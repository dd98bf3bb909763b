use anyhow::Result;

fn main() -> Result<()> {
    instant_eval::cli::run()
}
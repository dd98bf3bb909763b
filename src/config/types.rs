/// Core types and errors shared across the evaluation engine
use serde::{Deserialize, Serialize};
use std::path::PathBuf;
use thiserror::Error;

/// Evaluator configuration
#[derive(Clone, Debug, Serialize, Deserialize)]
pub struct EvaluatorConfig {
    /// Directory under which every run gets its own uniquely named working area
    #[serde(default = "EvaluatorConfig::default_workspace_root")]
    pub workspace_root: PathBuf,
    /// Dependencies under these directories are loaded in place instead of copied
    #[serde(default)]
    pub trusted_reference_dirs: Vec<PathBuf>,
    /// Name given to the background worker thread
    #[serde(default = "EvaluatorConfig::default_worker_thread_name")]
    pub worker_thread_name: String,
    /// Working areas older than this are swept when the evaluator starts.
    /// `None` disables the sweep.
    #[serde(default = "EvaluatorConfig::default_stale_workspace_max_age_secs")]
    pub stale_workspace_max_age_secs: Option<u64>,
}

impl EvaluatorConfig {
    /// Workspace root scoped by process owner so different users never share run directories.
    pub fn default_workspace_root() -> PathBuf {
        let owner = std::env::var("USER").unwrap_or_else(|_| "shared".to_string());
        std::env::temp_dir().join(format!("instant-eval-{}", owner))
    }

    fn default_worker_thread_name() -> String {
        "instant-evaluator".to_string()
    }

    fn default_stale_workspace_max_age_secs() -> Option<u64> {
        Some(60 * 60)
    }
}

impl Default for EvaluatorConfig {
    fn default() -> Self {
        Self {
            workspace_root: Self::default_workspace_root(),
            trusted_reference_dirs: Vec::new(),
            worker_thread_name: Self::default_worker_thread_name(),
            stale_workspace_max_age_secs: Self::default_stale_workspace_max_age_secs(),
        }
    }
}

/// Errors produced by the evaluation engine
#[derive(Error, Debug)]
pub enum EvalError {
    #[error("IO error: {0}")]
    Io(#[from] std::io::Error),

    #[error("Configuration error: {0}")]
    Config(String),

    #[error("Workspace error: {0}")]
    Workspace(String),

    #[error("Failed to read source {}: {source}", .path.display())]
    Source {
        path: PathBuf,
        #[source]
        source: std::io::Error,
    },

    #[error("Engine error: {0}")]
    Engine(String),

    #[error("Evaluation entry point `{0}` not found")]
    EntryPointMissing(String),

    #[error("Runtime fault: {message}")]
    Runtime {
        message: String,
        trap: Option<String>,
    },

    #[error("Evaluation panicked: {0}")]
    Panicked(String),

    #[error("Evaluator already started")]
    AlreadyStarted,

    #[error("Evaluator has been disposed")]
    Disposed,
}

pub type Result<T> = std::result::Result<T, EvalError>;
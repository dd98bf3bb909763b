//! Operation Tree: the recorded trace of one submission's execution.
//!
//! Ids identify the instrumented source location, not the dynamic
//! occurrence. The same statement inside a loop body carries the same id in
//! every [`LoopIteration`].

use serde::{Deserialize, Serialize};

/// A named variable assignment with the rendered new value
#[derive(Clone, Debug, PartialEq, Eq, Serialize, Deserialize)]
pub struct StateChange {
    pub id: u32,
    pub name: String,
    pub value: String,
}

impl StateChange {
    pub fn new(id: u32, name: impl Into<String>, value: impl Into<String>) -> Self {
        Self {
            id,
            name: name.into(),
            value: value.into(),
        }
    }
}

/// A method's return site. `value` is `None` for implicit (void) returns.
#[derive(Clone, Debug, PartialEq, Eq, Serialize, Deserialize)]
pub struct ReturnValue {
    pub id: u32,
    pub value: Option<String>,
}

/// One pass through a loop body
#[derive(Clone, Debug, Default, PartialEq, Eq, Serialize, Deserialize)]
pub struct LoopIteration {
    pub id: u32,
    pub operations: Vec<Operation>,
}

/// Full run history of one loop construct
#[derive(Clone, Debug, Default, PartialEq, Eq, Serialize, Deserialize)]
pub struct Loop {
    pub id: u32,
    pub iterations: Vec<LoopIteration>,
}

/// A method entry: root of a trace or a nested call
#[derive(Clone, Debug, PartialEq, Eq, Serialize, Deserialize)]
pub struct MethodCall {
    pub id: u32,
    pub name: String,
    pub arguments: Vec<StateChange>,
    pub operations: Vec<Operation>,
}

impl MethodCall {
    pub fn new(id: u32, name: impl Into<String>, arguments: Vec<StateChange>) -> Self {
        Self {
            id,
            name: name.into(),
            arguments,
            operations: Vec::new(),
        }
    }

    /// Every loop reachable from this call, depth first
    pub fn loops(&self) -> Vec<&Loop> {
        let mut found = Vec::new();
        collect_loops(&self.operations, &mut found);
        found
    }

    /// Last return recorded directly in this call's body
    pub fn return_value(&self) -> Option<&ReturnValue> {
        self.operations.iter().rev().find_map(|op| match op {
            Operation::ReturnValue(ret) => Some(ret),
            _ => None,
        })
    }
}

fn collect_loops<'a>(operations: &'a [Operation], found: &mut Vec<&'a Loop>) {
    for op in operations {
        match op {
            Operation::Loop(l) => {
                found.push(l);
                for iteration in &l.iterations {
                    collect_loops(&iteration.operations, found);
                }
            }
            Operation::MethodCall(call) => collect_loops(&call.operations, found),
            Operation::StateChange(_) | Operation::ReturnValue(_) => {}
        }
    }
}

/// One recorded trace event
#[derive(Clone, Debug, PartialEq, Eq, Serialize, Deserialize)]
#[serde(tag = "kind", rename_all = "snake_case")]
pub enum Operation {
    StateChange(StateChange),
    ReturnValue(ReturnValue),
    Loop(Loop),
    MethodCall(MethodCall),
}

impl Operation {
    pub fn id(&self) -> u32 {
        match self {
            Operation::StateChange(op) => op.id,
            Operation::ReturnValue(op) => op.id,
            Operation::Loop(op) => op.id,
            Operation::MethodCall(op) => op.id,
        }
    }

    pub fn as_state_change(&self) -> Option<&StateChange> {
        match self {
            Operation::StateChange(op) => Some(op),
            _ => None,
        }
    }

    pub fn as_loop(&self) -> Option<&Loop> {
        match self {
            Operation::Loop(op) => Some(op),
            _ => None,
        }
    }

    pub fn as_method_call(&self) -> Option<&MethodCall> {
        match self {
            Operation::MethodCall(op) => Some(op),
            _ => None,
        }
    }
}
//! The subscriber directory
//!
//! A 16-way radix trie keyed by the successive nibbles of a node ID. Each
//! trie slot is empty, holds a subscriber leaf, or holds a child node; a
//! leaf sits at the shallowest depth that distinguishes it from every
//! other subscriber, which makes the minimum unambiguous prefix of each
//! node a property of the structure itself.
//!
//! Trie nodes and subscribers live in arenas indexed by opaque handles.
//! Nothing is ever freed: `next_hop` back-references between subscribers
//! stay valid for the process lifetime.

use vajra_core::{nibble_at, NodeId, NODE_ID_LEN};

use crate::subscriber::{Reachability, Subscriber, SubscriberId};

const FANOUT: usize = 16;

#[derive(Debug, Clone, Copy)]
struct TrieNodeId(u32);

#[derive(Debug, Clone, Copy, Default)]
enum Slot {
    #[default]
    Empty,
    Leaf(SubscriberId),
    Child(TrieNodeId),
}

#[derive(Debug)]
struct TrieNode {
    slots: [Slot; FANOUT],
}

impl TrieNode {
    fn new() -> Self {
        Self {
            slots: [Slot::Empty; FANOUT],
        }
    }
}

/// Directory of every node this process has ever heard of
#[derive(Debug)]
pub struct Directory {
    nodes: Vec<TrieNode>,
    subscribers: Vec<Subscriber>,
    self_node: Option<SubscriberId>,
    directory_service: Option<SubscriberId>,
}

impl Default for Directory {
    fn default() -> Self {
        Self::new()
    }
}

impl Directory {
    /// Create an empty directory
    pub fn new() -> Self {
        Self {
            nodes: vec![TrieNode::new()],
            subscribers: Vec::new(),
            self_node: None,
            directory_service: None,
        }
    }

    /// Number of known subscribers
    pub fn len(&self) -> usize {
        self.subscribers.len()
    }

    /// Whether no subscribers are known
    pub fn is_empty(&self) -> bool {
        self.subscribers.is_empty()
    }

    /// Access a subscriber record
    pub fn subscriber(&self, id: SubscriberId) -> &Subscriber {
        &self.subscribers[id.0 as usize]
    }

    /// Mutate a subscriber record
    pub fn subscriber_mut(&mut self, id: SubscriberId) -> &mut Subscriber {
        &mut self.subscribers[id.0 as usize]
    }

    /// Insert the local node and mark it reachable as ourselves
    pub fn set_self(&mut self, sid: NodeId) -> SubscriberId {
        let id = self
            .find_or_insert(sid.as_bytes(), true)
            .expect("inserting a full-length id cannot be ambiguous");
        self.subscriber_mut(id).reachable = Reachability::SELF;
        self.self_node = Some(id);
        id
    }

    /// The local node, if [`set_self`](Self::set_self) has run
    pub fn self_subscriber(&self) -> Option<SubscriberId> {
        self.self_node
    }

    /// Insert and remember the directory-service node; its reachability
    /// transitions trigger registration
    pub fn set_directory_service(&mut self, sid: NodeId) -> SubscriberId {
        let id = self
            .find_or_insert(sid.as_bytes(), true)
            .expect("inserting a full-length id cannot be ambiguous");
        self.directory_service = Some(id);
        id
    }

    /// The configured directory-service node
    pub fn directory_service(&self) -> Option<SubscriberId> {
        self.directory_service
    }

    /// Find a subscriber from a whole or abbreviated node ID, optionally
    /// inserting it.
    ///
    /// Returns `None` when the prefix is ambiguous (several known
    /// subscribers share it) or unknown without `create`. Insertion
    /// requires the full 32 bytes; `create` is ignored for anything
    /// shorter.
    pub fn find_or_insert(&mut self, id: &[u8], create: bool) -> Option<SubscriberId> {
        let create = create && id.len() == NODE_ID_LEN;
        let max_pos = id.len() * 2;
        let mut node = TrieNodeId(0);
        let mut pos = 0;

        while pos < max_pos {
            let nibble = nibble_at(id, pos) as usize;
            pos += 1;

            match self.nodes[node.0 as usize].slots[nibble] {
                Slot::Child(child) => node = child,

                Slot::Empty => {
                    // Subscriber is not yet known
                    if !create {
                        return None;
                    }
                    let sid = NodeId::from_slice(id).expect("create implies full length");
                    let new = SubscriberId(self.subscribers.len() as u32);
                    self.subscribers.push(Subscriber::new(sid, pos as u8));
                    self.nodes[node.0 as usize].slots[nibble] = Slot::Leaf(new);
                    return Some(new);
                }

                Slot::Leaf(existing) => {
                    // A subscriber sits in this slot; does it match the
                    // rest of the id we were given?
                    let existing_sid = self.subscribers[existing.0 as usize].sid;
                    if &existing_sid.as_bytes()[..id.len()] == id {
                        return Some(existing);
                    }

                    // Inserting here means pushing the resident one level
                    // deeper first, then continuing the descent.
                    if !create {
                        return None;
                    }
                    let child = TrieNodeId(self.nodes.len() as u32);
                    self.nodes.push(TrieNode::new());
                    self.nodes[node.0 as usize].slots[nibble] = Slot::Child(child);

                    let moved = existing_sid.nibble(pos) as usize;
                    self.nodes[child.0 as usize].slots[moved] = Slot::Leaf(existing);
                    self.subscribers[existing.0 as usize].abbreviate_len = pos as u8 + 1;

                    node = child;
                }
            }
        }

        // The whole prefix was consumed inside a shared subtree:
        // abbreviation is not unique
        None
    }

    /// Read-only lookup of a whole or abbreviated node ID
    pub fn find(&self, id: &[u8]) -> Option<SubscriberId> {
        let max_pos = id.len() * 2;
        let mut node = TrieNodeId(0);
        let mut pos = 0;

        while pos < max_pos {
            let nibble = nibble_at(id, pos) as usize;
            pos += 1;

            match self.nodes[node.0 as usize].slots[nibble] {
                Slot::Child(child) => node = child,
                Slot::Empty => return None,
                Slot::Leaf(leaf) => {
                    let sid = self.subscribers[leaf.0 as usize].sid;
                    return (&sid.as_bytes()[..id.len()] == id).then_some(leaf);
                }
            }
        }
        None
    }

    /// Walk every subscriber in identifier order, starting at `start`
    /// (inclusive) when given. The callback returns `true` to stop.
    pub fn enumerate_from<F>(&self, start: Option<&NodeId>, mut callback: F)
    where
        F: FnMut(SubscriberId, &Subscriber) -> bool,
    {
        self.walk(
            TrieNodeId(0),
            0,
            start.map(|s| s.as_bytes().as_slice()),
            None,
            &mut callback,
        );
    }

    /// Walk every subscriber whose identifier starts with `prefix`
    pub fn walk_prefix<F>(&self, prefix: &[u8], mut callback: F)
    where
        F: FnMut(SubscriberId, &Subscriber) -> bool,
    {
        self.walk(TrieNodeId(0), 0, Some(prefix), Some(prefix), &mut callback);
    }

    /// Collect the subscribers matching `prefix`
    pub fn matching_prefix(&self, prefix: &[u8]) -> Vec<SubscriberId> {
        let mut out = Vec::new();
        self.walk_prefix(prefix, |id, _| {
            out.push(id);
            false
        });
        out
    }

    /// Depth-first in-order walk. `start` selects the first slot at each
    /// level until the first branch has been taken, then stops applying:
    /// it prunes only the left edge of the walk. `end` bounds the last
    /// slot at every level. Returns `true` if the callback stopped the
    /// walk.
    fn walk(
        &self,
        node: TrieNodeId,
        pos: usize,
        mut start: Option<&[u8]>,
        end: Option<&[u8]>,
        callback: &mut dyn FnMut(SubscriberId, &Subscriber) -> bool,
    ) -> bool {
        let mut first = 0;
        if let Some(s) = start {
            if pos < s.len() * 2 {
                first = nibble_at(s, pos) as usize;
            }
        }

        let mut last = FANOUT;
        if let Some(e) = end {
            if pos < e.len() * 2 {
                last = nibble_at(e, pos) as usize + 1;
            }
        }

        for i in first..last {
            match self.nodes[node.0 as usize].slots[i] {
                Slot::Child(child) => {
                    if self.walk(child, pos + 1, start, end, callback) {
                        return true;
                    }
                }
                Slot::Leaf(leaf) => {
                    if callback(leaf, &self.subscribers[leaf.0 as usize]) {
                        return true;
                    }
                }
                Slot::Empty => {}
            }
            // Only the leftmost branch of the walk is bounded by start
            start = None;
        }
        false
    }
}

INSTRUCTIONS TO FOLLOW =>
In the material above, transcribe exactly the lines beginning at the one with "pub struct LoopIteration" and ending at the one with "a nested call", both included.

RESULT FOR THIS EXERCISE =>
pub struct LoopIteration {
    pub id: u32,
    pub operations: Vec<Operation>,
}

/// Full run history of one loop construct
#[derive(Clone, Debug, Default, PartialEq, Eq, Serialize, Deserialize)]
pub struct Loop {
    pub id: u32,
    pub iterations: Vec<LoopIteration>,
}

/// A method entry: root of a trace or a nested call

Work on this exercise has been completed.